TASK OBJECTIVE
Reproduce the records word for word, from the first line to the line containing "use crate::credentials::CredentialSelector;".

(Source records)
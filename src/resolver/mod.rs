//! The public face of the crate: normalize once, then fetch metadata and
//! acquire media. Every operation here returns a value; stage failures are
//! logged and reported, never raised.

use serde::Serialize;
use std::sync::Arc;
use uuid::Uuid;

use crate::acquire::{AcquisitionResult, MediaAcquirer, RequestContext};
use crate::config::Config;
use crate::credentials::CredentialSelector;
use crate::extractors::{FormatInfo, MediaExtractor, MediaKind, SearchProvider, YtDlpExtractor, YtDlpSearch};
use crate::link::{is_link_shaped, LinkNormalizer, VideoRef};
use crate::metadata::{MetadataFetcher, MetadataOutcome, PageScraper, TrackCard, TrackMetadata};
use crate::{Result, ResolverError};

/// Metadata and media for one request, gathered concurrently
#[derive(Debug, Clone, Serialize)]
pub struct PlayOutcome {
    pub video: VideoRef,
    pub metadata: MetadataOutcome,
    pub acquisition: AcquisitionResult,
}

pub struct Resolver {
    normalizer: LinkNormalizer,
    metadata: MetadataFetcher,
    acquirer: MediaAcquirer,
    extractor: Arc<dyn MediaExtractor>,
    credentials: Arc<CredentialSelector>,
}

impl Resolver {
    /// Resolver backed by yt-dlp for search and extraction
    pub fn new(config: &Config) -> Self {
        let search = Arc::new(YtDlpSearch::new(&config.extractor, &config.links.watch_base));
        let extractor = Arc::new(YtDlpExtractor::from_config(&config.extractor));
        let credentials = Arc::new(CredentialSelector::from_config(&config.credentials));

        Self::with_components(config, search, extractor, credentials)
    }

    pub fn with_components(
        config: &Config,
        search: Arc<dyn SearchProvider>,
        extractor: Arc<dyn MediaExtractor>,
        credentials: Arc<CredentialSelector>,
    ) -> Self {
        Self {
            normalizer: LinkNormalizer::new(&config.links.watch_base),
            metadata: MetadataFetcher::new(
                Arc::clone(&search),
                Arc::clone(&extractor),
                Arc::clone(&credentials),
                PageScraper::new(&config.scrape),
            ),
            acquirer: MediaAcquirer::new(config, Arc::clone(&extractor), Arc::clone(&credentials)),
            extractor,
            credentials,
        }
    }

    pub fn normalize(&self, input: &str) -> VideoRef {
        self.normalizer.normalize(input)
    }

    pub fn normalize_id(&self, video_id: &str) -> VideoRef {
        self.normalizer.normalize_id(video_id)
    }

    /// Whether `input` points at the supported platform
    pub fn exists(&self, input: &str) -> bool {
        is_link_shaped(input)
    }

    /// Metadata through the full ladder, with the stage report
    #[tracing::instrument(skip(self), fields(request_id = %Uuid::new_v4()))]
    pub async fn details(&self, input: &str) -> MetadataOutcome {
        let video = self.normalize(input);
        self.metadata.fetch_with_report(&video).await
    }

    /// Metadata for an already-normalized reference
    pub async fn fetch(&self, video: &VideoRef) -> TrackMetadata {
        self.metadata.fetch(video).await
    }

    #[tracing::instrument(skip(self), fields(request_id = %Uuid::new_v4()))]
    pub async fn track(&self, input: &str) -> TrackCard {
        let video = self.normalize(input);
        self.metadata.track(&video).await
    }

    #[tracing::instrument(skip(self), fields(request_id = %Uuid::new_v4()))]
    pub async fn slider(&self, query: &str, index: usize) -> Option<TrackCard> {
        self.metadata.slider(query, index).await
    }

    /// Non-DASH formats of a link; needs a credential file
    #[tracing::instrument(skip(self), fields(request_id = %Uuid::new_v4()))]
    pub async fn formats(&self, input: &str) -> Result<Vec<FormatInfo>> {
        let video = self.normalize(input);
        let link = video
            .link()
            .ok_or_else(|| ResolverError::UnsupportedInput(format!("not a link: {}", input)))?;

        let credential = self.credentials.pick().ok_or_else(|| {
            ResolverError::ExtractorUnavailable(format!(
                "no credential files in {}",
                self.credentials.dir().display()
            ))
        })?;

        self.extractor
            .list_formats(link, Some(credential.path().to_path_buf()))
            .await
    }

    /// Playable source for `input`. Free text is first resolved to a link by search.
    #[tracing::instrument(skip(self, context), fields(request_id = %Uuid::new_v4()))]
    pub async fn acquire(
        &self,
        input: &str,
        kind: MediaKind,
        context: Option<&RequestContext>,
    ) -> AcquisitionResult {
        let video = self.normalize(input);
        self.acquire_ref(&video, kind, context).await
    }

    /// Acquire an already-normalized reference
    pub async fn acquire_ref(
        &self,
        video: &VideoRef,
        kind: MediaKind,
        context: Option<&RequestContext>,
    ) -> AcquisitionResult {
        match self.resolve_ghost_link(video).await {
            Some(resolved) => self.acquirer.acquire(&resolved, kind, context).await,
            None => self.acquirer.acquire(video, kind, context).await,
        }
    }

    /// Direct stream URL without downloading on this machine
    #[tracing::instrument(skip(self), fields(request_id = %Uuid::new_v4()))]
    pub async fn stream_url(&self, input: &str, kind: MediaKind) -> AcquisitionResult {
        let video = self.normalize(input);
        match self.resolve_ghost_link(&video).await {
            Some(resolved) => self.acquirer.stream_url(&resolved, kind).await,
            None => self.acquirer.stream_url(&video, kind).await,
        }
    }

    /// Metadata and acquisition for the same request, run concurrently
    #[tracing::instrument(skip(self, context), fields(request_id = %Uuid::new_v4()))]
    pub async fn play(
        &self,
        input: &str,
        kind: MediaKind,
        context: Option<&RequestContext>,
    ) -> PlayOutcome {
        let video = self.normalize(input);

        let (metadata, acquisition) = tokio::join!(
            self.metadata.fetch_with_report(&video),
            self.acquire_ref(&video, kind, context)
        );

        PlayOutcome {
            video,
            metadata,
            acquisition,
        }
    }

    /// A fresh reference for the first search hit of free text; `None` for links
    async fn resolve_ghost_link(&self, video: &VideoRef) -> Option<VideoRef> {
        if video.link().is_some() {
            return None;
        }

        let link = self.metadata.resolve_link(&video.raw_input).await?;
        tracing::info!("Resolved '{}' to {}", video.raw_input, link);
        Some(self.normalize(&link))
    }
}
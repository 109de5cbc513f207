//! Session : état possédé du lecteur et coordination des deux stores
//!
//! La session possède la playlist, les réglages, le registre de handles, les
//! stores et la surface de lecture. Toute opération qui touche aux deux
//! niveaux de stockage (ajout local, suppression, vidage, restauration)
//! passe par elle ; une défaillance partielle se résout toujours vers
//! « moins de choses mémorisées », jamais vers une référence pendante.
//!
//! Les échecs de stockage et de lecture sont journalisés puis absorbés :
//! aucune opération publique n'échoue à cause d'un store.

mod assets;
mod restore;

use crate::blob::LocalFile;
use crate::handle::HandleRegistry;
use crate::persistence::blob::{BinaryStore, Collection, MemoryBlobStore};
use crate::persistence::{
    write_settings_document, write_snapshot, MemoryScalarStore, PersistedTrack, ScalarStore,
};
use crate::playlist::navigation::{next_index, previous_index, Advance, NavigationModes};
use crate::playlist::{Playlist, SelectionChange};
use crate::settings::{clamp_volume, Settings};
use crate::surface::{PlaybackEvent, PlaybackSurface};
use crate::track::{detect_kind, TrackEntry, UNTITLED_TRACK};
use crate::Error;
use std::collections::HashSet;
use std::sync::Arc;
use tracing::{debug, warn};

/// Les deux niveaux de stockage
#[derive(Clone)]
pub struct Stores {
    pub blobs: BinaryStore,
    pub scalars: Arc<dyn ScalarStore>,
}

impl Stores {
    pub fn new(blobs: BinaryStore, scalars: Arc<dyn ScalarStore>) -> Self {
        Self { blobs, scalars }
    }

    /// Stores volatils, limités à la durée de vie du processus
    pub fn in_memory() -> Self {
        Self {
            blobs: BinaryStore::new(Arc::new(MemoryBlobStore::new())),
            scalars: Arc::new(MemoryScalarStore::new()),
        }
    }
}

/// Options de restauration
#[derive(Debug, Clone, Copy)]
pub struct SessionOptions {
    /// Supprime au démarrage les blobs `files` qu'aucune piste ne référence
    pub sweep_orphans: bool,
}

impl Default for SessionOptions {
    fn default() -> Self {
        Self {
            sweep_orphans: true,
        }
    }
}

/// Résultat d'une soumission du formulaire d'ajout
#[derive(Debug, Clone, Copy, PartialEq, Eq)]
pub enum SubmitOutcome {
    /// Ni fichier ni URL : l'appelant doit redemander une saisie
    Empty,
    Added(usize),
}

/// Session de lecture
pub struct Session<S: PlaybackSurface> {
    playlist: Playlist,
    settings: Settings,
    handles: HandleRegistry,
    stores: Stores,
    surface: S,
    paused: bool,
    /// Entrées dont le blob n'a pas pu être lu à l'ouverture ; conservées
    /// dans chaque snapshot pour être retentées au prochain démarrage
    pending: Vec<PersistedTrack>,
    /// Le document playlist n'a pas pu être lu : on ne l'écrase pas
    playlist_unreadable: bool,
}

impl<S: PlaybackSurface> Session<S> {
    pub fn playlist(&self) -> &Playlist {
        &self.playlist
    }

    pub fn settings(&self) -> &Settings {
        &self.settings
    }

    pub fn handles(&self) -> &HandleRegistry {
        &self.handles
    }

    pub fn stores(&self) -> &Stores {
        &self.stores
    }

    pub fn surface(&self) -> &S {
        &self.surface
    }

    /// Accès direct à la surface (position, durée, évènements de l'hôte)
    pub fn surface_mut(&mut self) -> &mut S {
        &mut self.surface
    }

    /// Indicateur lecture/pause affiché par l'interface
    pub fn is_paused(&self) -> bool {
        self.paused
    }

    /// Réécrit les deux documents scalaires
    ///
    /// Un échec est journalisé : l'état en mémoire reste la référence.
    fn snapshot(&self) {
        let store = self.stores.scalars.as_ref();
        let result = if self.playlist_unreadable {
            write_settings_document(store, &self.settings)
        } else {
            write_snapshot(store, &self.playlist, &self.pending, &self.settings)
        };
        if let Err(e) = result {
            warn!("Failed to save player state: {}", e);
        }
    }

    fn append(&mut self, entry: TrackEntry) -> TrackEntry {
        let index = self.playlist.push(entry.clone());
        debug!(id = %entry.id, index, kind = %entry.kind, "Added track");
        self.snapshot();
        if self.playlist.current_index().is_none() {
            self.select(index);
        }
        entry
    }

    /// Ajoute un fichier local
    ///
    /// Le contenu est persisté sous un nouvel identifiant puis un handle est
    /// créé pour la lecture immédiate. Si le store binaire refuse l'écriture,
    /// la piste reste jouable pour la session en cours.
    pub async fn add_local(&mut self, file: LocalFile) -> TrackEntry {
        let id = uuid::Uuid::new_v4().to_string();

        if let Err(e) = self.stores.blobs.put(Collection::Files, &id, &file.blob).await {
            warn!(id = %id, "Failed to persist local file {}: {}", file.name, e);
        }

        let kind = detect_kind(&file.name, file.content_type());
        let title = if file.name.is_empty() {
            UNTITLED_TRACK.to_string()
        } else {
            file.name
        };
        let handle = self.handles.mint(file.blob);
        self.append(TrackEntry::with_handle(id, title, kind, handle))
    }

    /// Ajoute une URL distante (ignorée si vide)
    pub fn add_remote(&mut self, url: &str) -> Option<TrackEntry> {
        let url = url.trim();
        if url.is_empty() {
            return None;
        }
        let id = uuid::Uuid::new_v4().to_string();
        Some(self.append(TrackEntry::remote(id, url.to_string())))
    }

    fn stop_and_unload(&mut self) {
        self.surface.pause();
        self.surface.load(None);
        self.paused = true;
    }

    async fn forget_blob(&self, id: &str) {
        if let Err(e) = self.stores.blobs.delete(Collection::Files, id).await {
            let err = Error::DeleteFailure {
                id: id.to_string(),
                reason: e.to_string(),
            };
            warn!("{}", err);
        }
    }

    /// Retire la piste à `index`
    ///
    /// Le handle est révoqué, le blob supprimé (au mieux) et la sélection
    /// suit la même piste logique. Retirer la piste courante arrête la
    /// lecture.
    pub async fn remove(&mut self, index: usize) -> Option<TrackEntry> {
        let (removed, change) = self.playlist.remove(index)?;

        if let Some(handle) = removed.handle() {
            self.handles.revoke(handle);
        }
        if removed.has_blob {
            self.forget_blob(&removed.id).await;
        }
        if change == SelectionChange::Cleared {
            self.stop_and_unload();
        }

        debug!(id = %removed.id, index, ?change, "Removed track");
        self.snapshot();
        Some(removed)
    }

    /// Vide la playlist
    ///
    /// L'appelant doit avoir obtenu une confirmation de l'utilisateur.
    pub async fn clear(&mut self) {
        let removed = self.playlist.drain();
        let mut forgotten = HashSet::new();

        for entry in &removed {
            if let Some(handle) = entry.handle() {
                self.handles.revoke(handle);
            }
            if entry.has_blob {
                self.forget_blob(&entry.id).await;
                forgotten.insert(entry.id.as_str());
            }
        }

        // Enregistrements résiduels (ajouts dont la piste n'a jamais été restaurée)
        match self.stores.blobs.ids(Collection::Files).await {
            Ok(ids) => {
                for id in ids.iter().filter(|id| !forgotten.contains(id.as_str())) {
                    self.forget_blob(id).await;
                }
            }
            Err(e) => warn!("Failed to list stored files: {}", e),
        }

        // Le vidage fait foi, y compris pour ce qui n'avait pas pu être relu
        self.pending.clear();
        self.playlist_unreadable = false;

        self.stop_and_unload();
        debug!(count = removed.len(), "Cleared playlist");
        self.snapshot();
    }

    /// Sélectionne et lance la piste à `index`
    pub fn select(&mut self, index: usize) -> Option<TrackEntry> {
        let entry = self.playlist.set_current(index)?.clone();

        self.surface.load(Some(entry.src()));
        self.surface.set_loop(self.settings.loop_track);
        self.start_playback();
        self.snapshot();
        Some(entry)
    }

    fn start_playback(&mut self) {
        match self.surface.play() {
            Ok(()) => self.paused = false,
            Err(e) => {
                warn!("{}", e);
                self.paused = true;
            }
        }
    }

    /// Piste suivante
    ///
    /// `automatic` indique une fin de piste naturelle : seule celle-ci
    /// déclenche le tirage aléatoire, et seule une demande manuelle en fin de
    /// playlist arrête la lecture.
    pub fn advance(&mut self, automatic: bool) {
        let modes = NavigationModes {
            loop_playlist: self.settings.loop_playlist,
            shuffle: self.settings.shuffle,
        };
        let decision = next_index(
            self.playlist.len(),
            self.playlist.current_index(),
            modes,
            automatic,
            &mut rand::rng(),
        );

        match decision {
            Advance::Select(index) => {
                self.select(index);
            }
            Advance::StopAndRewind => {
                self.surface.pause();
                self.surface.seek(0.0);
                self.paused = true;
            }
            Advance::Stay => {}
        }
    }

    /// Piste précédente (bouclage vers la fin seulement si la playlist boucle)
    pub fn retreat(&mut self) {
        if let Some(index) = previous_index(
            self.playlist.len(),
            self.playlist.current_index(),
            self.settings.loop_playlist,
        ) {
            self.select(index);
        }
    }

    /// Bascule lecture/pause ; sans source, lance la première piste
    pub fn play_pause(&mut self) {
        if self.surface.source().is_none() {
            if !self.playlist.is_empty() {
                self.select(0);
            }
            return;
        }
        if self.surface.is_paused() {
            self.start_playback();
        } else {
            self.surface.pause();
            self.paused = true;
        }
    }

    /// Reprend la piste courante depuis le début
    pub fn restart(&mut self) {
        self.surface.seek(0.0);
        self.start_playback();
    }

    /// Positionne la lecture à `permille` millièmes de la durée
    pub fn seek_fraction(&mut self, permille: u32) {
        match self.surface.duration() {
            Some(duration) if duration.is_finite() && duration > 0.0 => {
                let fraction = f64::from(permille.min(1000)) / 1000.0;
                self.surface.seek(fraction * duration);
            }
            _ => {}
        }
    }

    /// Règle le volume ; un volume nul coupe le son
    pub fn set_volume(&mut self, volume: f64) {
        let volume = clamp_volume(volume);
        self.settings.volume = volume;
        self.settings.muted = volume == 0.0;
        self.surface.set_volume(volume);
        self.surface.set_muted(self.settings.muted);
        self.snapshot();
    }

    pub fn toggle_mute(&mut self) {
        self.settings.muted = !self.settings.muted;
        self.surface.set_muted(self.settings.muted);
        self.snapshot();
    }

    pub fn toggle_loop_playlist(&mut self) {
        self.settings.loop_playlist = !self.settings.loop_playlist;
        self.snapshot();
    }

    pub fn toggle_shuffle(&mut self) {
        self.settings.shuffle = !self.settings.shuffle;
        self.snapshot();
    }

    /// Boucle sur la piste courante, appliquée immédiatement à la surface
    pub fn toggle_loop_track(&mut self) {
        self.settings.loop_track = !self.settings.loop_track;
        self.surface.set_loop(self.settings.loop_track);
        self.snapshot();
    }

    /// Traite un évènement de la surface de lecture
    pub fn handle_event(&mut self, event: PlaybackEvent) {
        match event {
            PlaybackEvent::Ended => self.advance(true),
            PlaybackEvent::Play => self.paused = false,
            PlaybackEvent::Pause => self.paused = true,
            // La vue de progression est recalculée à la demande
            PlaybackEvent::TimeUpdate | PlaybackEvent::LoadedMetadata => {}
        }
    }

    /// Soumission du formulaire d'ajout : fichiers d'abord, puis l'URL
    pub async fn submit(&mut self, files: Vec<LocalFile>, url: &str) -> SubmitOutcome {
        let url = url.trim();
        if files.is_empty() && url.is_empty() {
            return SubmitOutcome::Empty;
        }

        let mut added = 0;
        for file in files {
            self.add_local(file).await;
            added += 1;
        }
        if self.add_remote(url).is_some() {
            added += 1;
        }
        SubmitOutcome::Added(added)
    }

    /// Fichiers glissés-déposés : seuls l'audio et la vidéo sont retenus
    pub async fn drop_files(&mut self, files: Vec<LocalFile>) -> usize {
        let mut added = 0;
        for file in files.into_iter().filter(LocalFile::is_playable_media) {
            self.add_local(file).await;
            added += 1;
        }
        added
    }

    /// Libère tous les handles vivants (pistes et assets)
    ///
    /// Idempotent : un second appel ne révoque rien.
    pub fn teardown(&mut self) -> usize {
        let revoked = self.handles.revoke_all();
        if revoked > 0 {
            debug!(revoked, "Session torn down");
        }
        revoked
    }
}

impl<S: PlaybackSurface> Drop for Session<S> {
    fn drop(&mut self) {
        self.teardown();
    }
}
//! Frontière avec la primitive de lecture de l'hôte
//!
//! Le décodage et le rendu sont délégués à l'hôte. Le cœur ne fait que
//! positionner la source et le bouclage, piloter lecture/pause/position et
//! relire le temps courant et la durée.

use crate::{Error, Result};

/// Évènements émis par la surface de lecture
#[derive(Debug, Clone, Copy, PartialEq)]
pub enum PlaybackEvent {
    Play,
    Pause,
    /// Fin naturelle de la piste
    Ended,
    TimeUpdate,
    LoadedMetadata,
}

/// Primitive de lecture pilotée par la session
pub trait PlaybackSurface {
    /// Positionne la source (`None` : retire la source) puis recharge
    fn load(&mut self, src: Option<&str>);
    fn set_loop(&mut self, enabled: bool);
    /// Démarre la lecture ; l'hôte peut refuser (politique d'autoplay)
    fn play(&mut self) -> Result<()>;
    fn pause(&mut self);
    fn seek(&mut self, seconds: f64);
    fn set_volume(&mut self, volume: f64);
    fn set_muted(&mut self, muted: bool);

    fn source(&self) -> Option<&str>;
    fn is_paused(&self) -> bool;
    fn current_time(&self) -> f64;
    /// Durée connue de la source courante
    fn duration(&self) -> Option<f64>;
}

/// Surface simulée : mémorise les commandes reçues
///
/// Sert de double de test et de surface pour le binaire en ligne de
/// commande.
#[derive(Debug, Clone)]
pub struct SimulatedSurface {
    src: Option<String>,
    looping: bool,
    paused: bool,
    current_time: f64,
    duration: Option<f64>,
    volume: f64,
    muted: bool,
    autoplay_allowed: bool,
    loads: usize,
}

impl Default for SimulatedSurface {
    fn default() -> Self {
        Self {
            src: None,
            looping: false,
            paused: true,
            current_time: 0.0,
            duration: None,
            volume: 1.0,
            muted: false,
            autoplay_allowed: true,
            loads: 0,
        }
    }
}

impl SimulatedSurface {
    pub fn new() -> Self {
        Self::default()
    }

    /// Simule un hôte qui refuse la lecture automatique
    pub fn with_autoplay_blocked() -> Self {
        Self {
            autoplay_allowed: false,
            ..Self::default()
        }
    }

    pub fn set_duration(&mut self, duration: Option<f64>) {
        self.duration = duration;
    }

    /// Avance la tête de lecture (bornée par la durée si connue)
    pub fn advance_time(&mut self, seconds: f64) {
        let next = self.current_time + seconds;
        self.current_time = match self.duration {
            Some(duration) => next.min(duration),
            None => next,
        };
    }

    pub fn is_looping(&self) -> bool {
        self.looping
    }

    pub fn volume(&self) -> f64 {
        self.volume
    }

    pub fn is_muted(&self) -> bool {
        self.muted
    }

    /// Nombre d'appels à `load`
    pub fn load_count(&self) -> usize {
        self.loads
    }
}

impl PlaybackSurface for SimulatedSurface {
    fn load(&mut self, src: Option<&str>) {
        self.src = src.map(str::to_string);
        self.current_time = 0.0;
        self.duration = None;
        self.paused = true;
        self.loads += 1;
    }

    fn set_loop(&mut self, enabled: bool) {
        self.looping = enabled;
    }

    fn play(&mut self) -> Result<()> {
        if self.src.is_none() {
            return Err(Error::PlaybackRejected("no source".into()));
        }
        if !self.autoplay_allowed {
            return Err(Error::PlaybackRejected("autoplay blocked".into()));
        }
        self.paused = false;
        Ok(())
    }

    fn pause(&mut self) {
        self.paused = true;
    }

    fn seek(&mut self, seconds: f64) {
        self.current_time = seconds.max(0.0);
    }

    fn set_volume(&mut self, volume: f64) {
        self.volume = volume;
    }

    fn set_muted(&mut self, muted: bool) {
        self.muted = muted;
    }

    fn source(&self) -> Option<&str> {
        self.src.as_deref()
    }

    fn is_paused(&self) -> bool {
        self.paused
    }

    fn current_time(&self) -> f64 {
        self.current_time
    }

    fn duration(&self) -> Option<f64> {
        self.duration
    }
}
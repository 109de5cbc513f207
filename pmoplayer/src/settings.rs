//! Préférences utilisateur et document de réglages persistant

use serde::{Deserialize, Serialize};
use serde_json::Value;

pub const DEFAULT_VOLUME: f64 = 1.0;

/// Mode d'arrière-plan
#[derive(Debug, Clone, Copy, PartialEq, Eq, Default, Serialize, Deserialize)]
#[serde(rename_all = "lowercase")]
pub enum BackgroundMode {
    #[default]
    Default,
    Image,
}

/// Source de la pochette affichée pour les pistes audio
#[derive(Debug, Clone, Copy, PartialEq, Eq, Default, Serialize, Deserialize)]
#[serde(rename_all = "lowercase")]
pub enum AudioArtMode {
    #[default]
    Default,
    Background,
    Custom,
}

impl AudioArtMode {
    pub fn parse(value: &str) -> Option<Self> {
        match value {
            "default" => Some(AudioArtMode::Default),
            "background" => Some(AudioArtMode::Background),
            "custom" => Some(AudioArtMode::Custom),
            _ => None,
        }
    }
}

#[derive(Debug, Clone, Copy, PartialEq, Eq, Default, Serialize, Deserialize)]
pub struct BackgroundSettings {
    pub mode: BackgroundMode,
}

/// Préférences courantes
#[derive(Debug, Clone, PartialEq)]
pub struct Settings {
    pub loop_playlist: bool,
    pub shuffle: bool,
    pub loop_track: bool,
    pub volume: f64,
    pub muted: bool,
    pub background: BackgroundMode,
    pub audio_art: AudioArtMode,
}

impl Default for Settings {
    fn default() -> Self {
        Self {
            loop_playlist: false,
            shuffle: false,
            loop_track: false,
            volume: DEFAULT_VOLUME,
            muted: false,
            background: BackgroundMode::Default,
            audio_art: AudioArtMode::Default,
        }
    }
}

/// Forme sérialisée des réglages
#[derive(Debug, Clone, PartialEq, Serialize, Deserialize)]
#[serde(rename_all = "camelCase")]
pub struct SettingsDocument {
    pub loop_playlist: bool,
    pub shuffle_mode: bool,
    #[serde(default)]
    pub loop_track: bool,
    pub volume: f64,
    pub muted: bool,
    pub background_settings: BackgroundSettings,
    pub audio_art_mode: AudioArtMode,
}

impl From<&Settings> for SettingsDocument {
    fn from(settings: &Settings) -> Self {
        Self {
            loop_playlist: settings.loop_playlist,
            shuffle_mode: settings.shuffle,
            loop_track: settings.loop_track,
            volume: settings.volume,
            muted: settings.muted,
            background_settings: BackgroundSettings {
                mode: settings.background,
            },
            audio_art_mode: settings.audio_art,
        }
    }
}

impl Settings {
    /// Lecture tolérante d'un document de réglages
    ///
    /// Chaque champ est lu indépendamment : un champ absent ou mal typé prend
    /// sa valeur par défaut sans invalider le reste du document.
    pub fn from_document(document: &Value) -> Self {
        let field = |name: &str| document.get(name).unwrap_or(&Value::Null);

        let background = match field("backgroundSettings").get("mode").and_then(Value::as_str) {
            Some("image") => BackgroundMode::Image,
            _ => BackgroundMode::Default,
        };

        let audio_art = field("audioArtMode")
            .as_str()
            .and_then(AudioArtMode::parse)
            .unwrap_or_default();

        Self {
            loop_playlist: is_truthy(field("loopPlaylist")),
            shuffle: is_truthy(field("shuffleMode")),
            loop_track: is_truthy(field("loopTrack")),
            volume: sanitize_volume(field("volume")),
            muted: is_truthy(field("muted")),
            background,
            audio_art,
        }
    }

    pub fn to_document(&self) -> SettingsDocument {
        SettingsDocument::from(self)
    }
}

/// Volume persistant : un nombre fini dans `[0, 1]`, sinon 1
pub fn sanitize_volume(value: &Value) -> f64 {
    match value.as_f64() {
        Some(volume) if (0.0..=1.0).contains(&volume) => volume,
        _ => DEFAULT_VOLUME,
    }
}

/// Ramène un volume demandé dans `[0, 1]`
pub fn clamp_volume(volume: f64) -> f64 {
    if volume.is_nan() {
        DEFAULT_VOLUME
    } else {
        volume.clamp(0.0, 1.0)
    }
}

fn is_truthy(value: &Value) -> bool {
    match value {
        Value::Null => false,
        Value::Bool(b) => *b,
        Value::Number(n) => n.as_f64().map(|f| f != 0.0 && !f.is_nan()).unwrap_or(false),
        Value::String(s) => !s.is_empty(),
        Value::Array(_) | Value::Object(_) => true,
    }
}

SOLUTION TO THE EXERCISE
filename src/resolver/mod.rs
//! The public face of the crate: normalize once, then fetch metadata and
//! acquire media. Every operation here returns a value; stage failures are
//! logged and reported, never raised.

use serde::Serialize;
use std::sync::Arc;
use uuid::Uuid;

use crate::acquire::{AcquisitionResult, MediaAcquirer, RequestContext};
use crate::config::Config;
use crate::credentials::CredentialSelector;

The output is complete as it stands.